:: DATA FOR ANALYSIS

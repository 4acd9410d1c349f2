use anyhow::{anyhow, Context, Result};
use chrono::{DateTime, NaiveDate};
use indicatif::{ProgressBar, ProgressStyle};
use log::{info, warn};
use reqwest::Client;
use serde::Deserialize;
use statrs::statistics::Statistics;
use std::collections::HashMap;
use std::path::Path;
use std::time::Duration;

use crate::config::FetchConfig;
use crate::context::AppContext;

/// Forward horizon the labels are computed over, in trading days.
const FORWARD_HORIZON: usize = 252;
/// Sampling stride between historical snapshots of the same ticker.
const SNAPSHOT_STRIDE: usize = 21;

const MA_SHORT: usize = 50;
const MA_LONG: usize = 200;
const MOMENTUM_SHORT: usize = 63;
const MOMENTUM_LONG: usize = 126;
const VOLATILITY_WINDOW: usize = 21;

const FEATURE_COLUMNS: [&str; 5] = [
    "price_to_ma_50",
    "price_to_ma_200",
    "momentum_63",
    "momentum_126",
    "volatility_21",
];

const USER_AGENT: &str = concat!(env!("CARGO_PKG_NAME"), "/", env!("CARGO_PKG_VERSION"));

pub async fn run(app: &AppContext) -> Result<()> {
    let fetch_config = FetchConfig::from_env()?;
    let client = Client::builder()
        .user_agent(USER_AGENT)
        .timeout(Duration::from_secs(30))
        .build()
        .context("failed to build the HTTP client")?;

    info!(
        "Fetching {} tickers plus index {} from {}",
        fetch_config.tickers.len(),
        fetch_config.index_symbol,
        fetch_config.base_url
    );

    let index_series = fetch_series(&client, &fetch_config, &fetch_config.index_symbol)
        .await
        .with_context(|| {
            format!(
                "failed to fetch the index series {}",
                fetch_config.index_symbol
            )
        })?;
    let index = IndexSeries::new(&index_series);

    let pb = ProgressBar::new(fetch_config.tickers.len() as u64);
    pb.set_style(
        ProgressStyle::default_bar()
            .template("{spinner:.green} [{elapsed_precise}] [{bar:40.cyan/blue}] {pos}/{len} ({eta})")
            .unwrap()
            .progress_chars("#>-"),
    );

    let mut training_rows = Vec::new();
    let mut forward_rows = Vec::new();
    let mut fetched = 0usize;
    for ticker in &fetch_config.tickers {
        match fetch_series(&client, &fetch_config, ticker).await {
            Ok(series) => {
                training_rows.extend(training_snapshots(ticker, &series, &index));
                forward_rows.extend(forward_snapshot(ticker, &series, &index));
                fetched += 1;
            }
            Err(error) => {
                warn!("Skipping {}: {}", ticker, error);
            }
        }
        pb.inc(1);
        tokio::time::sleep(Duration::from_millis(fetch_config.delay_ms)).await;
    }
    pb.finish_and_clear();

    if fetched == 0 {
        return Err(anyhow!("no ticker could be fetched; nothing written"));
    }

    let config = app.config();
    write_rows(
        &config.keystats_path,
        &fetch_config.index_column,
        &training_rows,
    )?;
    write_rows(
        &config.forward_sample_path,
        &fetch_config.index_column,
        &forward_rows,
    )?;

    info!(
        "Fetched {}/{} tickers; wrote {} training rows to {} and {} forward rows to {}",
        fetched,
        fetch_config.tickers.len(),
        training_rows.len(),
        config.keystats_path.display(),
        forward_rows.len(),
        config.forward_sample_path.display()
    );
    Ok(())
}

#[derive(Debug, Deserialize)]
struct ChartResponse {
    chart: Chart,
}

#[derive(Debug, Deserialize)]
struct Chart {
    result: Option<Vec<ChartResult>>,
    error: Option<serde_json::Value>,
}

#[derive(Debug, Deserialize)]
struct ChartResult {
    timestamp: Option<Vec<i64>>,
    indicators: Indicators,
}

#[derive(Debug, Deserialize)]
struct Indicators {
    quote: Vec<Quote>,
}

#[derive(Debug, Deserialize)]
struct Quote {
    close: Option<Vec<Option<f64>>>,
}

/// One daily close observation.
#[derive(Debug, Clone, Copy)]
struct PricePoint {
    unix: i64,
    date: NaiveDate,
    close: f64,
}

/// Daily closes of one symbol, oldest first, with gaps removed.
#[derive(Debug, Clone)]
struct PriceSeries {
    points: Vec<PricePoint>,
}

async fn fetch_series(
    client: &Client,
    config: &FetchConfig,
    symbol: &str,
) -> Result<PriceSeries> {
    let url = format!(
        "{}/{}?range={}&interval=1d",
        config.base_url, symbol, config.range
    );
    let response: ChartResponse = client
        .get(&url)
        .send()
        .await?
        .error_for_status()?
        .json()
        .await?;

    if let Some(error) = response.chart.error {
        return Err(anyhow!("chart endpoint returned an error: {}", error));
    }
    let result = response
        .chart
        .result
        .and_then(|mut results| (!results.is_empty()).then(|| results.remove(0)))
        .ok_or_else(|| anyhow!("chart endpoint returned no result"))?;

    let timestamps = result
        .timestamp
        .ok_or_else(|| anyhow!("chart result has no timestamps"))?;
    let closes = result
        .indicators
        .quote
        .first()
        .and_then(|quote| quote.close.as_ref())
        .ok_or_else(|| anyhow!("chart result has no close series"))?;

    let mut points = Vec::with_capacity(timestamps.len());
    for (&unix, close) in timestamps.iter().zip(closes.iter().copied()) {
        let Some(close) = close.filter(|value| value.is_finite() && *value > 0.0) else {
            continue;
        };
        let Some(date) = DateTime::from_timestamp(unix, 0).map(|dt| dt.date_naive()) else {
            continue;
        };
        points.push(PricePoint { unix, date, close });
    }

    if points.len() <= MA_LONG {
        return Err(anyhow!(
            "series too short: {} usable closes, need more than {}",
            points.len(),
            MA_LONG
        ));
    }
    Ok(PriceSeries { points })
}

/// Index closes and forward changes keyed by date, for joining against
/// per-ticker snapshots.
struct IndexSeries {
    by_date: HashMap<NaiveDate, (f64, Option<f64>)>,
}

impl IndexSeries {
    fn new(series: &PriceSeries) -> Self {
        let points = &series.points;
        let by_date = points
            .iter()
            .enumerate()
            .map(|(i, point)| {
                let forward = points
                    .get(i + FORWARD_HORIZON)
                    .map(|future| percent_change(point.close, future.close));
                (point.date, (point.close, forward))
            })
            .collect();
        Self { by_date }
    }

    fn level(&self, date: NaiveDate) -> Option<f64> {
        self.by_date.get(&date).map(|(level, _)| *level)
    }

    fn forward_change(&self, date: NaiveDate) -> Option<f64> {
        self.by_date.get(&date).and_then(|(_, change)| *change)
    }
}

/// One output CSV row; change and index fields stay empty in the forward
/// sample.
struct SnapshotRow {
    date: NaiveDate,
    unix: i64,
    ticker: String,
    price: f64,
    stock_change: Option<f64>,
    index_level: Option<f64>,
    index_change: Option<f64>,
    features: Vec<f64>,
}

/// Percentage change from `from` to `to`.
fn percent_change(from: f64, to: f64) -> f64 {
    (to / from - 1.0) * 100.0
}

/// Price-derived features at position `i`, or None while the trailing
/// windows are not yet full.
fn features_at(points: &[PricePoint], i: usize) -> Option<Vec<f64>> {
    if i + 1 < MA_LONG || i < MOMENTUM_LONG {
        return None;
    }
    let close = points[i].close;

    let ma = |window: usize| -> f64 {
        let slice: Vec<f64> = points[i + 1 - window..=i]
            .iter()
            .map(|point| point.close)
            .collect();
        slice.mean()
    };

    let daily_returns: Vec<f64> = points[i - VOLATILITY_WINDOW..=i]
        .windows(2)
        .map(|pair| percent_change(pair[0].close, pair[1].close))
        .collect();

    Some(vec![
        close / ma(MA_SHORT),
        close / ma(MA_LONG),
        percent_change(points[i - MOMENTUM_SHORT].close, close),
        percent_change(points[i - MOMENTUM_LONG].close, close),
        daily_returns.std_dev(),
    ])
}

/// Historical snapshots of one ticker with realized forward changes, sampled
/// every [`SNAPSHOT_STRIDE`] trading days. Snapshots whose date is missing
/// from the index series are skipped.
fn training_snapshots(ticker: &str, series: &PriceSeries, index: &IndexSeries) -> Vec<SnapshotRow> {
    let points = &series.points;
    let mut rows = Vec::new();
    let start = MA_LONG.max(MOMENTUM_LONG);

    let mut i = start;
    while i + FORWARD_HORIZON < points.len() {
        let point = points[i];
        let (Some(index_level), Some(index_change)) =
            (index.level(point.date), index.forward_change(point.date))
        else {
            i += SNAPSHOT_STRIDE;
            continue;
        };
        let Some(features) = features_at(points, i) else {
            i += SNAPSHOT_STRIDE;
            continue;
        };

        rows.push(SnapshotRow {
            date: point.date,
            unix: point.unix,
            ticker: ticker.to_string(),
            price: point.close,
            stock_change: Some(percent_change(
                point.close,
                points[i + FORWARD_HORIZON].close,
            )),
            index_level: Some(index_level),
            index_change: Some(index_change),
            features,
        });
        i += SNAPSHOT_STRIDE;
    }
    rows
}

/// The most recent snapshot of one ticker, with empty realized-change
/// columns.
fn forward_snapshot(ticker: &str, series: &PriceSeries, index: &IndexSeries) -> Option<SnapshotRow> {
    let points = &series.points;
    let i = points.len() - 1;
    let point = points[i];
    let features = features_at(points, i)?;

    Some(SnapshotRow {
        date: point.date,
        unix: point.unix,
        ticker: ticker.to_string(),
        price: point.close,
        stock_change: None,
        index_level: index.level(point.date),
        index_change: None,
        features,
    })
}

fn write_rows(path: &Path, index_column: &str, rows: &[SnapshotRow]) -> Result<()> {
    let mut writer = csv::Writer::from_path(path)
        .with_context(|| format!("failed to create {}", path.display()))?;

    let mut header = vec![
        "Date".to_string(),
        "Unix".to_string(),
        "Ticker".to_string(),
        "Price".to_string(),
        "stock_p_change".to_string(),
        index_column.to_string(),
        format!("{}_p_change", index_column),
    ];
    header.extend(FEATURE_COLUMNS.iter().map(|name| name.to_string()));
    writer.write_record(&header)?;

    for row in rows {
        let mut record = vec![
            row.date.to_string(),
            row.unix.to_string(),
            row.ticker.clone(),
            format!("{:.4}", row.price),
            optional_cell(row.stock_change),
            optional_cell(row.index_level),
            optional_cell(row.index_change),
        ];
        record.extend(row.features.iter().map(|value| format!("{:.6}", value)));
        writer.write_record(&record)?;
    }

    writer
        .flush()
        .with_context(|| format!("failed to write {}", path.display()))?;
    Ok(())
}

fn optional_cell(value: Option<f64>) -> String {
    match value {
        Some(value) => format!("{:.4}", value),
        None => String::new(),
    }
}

::::
:: DATA FOR ANALYSIS

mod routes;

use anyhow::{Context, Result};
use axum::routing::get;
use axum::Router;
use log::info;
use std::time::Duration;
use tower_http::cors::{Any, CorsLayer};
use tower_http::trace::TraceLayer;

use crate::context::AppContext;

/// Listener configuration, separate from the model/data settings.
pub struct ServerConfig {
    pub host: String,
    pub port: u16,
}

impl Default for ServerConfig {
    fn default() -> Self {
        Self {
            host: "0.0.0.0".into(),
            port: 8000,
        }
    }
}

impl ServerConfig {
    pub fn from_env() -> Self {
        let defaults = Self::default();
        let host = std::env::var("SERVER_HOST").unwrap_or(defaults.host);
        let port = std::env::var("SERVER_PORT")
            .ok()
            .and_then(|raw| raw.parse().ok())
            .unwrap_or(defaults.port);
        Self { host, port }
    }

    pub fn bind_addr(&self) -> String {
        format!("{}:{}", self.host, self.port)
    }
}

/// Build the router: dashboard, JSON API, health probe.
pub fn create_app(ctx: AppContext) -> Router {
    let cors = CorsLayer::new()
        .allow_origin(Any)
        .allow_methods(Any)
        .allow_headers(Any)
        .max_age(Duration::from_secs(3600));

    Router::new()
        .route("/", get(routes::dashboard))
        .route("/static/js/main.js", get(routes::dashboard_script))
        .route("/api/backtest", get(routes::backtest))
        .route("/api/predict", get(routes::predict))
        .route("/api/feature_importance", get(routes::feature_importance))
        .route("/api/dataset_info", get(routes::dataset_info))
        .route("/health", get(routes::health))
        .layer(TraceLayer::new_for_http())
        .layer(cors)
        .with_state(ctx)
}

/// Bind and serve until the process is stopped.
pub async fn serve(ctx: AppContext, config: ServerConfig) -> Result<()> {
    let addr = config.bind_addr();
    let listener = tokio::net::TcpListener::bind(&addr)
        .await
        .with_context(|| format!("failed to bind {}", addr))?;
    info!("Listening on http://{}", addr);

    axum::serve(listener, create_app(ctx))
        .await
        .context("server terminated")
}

::::
:: DATA FOR ANALYSIS

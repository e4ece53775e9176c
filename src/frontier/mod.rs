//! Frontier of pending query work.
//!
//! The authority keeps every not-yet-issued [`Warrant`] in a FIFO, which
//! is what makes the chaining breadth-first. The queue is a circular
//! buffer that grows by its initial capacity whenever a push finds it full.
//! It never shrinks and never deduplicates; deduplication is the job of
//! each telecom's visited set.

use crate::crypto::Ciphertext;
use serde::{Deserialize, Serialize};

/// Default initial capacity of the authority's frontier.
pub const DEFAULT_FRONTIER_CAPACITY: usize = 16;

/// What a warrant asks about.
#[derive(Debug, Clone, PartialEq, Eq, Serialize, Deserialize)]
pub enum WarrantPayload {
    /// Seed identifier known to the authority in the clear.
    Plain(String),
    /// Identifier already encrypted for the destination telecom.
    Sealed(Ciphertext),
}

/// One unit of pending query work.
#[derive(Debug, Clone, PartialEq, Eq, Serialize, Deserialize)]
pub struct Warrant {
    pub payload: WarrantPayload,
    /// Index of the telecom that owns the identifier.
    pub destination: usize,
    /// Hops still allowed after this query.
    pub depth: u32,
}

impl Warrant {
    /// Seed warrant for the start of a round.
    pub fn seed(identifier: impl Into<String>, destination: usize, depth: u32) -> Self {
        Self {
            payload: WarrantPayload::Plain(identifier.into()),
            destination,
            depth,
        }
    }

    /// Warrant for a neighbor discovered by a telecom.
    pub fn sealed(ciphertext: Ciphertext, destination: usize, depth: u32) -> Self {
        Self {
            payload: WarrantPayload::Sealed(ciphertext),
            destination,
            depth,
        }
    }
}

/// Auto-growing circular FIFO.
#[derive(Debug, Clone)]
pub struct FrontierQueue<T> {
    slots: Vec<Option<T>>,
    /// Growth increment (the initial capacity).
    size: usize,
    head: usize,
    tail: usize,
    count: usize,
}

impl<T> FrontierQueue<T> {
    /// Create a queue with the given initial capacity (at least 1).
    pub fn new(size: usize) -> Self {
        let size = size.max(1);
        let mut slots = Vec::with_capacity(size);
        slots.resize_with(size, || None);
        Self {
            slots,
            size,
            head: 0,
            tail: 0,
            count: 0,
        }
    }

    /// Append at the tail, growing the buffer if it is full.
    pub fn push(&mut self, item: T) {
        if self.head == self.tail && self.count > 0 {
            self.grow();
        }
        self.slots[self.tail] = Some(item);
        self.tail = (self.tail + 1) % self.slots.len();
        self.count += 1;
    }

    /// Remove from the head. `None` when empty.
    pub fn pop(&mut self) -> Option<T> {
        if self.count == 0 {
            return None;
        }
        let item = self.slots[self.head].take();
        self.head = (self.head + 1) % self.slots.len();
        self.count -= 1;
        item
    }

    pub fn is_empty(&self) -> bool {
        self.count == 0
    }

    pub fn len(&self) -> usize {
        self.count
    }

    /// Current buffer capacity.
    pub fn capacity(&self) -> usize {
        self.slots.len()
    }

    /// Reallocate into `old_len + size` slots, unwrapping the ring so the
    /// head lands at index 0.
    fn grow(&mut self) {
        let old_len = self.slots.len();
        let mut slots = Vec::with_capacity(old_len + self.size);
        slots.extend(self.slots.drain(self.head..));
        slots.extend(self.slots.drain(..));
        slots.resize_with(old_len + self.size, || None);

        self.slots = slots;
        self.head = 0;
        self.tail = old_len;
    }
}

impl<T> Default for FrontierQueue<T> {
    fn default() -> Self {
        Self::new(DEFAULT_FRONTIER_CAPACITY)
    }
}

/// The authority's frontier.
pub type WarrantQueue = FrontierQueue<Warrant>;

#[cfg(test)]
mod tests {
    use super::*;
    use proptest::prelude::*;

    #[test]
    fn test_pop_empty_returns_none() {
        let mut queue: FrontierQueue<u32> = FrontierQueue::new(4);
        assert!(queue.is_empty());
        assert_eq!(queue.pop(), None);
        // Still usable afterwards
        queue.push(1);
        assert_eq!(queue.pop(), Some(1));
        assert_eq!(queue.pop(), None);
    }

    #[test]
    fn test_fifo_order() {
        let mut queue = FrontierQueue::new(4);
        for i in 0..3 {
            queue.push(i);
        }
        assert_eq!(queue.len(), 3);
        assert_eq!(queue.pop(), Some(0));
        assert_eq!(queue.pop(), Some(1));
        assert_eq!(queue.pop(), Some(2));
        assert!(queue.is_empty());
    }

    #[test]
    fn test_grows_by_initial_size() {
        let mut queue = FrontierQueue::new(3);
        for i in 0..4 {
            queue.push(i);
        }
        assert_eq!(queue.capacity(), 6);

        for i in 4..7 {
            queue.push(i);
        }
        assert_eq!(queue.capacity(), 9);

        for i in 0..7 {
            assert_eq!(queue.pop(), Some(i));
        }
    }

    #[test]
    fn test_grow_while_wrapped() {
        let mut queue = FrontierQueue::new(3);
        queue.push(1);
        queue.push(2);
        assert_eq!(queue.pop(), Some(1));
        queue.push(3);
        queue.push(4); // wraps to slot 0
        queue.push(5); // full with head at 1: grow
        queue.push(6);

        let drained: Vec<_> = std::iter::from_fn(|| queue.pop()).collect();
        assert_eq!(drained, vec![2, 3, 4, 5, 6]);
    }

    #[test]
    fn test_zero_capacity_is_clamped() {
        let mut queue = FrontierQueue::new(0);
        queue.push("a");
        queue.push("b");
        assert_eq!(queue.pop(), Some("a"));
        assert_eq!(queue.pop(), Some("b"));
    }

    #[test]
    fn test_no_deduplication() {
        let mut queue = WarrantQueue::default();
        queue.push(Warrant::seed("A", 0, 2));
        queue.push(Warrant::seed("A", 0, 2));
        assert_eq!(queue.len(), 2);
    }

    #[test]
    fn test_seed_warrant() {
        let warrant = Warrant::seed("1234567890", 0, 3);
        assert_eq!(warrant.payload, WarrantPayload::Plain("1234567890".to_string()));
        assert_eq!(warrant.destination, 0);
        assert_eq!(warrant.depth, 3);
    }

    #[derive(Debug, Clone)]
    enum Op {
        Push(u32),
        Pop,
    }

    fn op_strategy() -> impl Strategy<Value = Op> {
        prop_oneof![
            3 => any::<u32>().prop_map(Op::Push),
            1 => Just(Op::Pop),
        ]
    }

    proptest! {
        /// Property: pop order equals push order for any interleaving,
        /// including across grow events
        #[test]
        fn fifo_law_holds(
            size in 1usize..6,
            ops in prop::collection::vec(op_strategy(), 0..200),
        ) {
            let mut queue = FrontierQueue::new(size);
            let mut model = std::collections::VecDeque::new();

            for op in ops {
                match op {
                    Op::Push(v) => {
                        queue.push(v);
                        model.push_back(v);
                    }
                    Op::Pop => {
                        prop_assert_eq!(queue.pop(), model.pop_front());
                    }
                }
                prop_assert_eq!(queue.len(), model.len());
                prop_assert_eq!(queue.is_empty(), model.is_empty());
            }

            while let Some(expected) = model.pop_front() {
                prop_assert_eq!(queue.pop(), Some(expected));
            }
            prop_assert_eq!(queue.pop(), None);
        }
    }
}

::::

Go through the data and show each line that holds "extend".

• ANSWER BOX:
                training_rows.extend(training_snapshots(ticker, &series, &index));
                forward_rows.extend(forward_snapshot(ticker, &series, &index));
    header.extend(FEATURE_COLUMNS.iter().map(|name| name.to_string()));
        record.extend(row.features.iter().map(|value| format!("{:.6}", value)));
        slots.extend(self.slots.drain(self.head..));
        slots.extend(self.slots.drain(..));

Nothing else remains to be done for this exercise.